Step S433B: judging whether the anti-falling connecting cloth F _i needs to move at the beginning or not, if the current position and the target position of the whole row of moving mechanisms X _i are different, the anti-falling connecting cloth F _i needs to move at the beginning, and if the current position and the target position of the whole row of moving mechanisms X _i are the same, the anti-falling connecting cloth F _i does not need to move.
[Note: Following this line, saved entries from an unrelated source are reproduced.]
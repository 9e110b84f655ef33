// src/registry/metadata.rs

//! Registry metadata data structures
//!
//! Wire types for the JSON project document served at `{index}/{name}/json`,
//! and the resolved per-package record the fetcher hands to the resolver.

use serde::{Deserialize, Serialize};
use std::collections::BTreeMap;

/// Project document returned by the registry
#[derive(Debug, Clone, Serialize, Deserialize)]
pub struct ProjectDocument {
    pub info: ProjectInfo,
    /// Release identifier → files published for it
    #[serde(default)]
    pub releases: BTreeMap<String, Vec<ReleaseFile>>,
}

/// The `info` block: describes the current stable release
#[derive(Debug, Clone, Serialize, Deserialize)]
pub struct ProjectInfo {
    pub name: String,
    pub version: String,
    #[serde(default)]
    pub requires_dist: Option<Vec<String>>,
}

/// One distribution file of a release
#[derive(Debug, Clone, Serialize, Deserialize)]
pub struct ReleaseFile {
    pub filename: String,
    pub url: String,
    /// "bdist_wheel", "sdist", ...
    pub packagetype: String,
    #[serde(default)]
    pub yanked: bool,
}

impl ReleaseFile {
    pub fn is_wheel(&self) -> bool {
        self.packagetype == "bdist_wheel"
    }
}

/// Wheel chosen for a resolved version
#[derive(Debug, Clone, PartialEq, Eq, Serialize, Deserialize)]
pub struct WheelFile {
    pub filename: String,
    pub url: String,
}

/// Resolved metadata for one package at one version
///
/// Immutable once built; shared through the metadata cache.
#[derive(Debug, Clone, PartialEq, Eq, Serialize, Deserialize)]
pub struct PackageMetadata {
    /// Normalized package name
    pub name: String,
    pub version: String,
    /// Best wheel for `version`, if any was published
    pub wheel: Option<WheelFile>,
    /// Declared dependencies, extra-only entries already removed
    pub requires_dist: Vec<String>,
}

impl PackageMetadata {
    pub fn artifact_url(&self) -> Option<&str> {
        self.wheel.as_ref().map(|w| w.url.as_str())
    }
}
10. The method for adaptive motion control of a whole row of motion mechanisms and a drop-proof connecting cloth according to claim 9, wherein when a plurality of whole row of motion mechanisms are started to move at a speed VX, the specific operation of driving the whole row of motion mechanisms and the drop-proof connecting cloth to move to a target position in step S4 is as follows: when a plurality of whole-row moving mechanisms are started to move according to the speed VX, starting the anti-falling connecting cloth which needs to move at the beginning, monitoring the distance between the whole-row moving mechanisms at the two adjacent ends of the anti-falling connecting cloth which does not start to move in real time, and aiming at the anti-falling connecting cloth which needs to be placed, when the distance between the whole-row moving mechanisms at the two ends of the anti-falling connecting cloth which is monitored to be placed is about to change, starting the anti-falling connecting cloth to move according to the calculated speed; and starting the anti-falling connecting cloth to move according to the calculated speed until all the movement axes move to the designated position when the distance between the whole row of movement mechanisms at the two ends of the anti-falling connecting cloth to be monitored starts to change.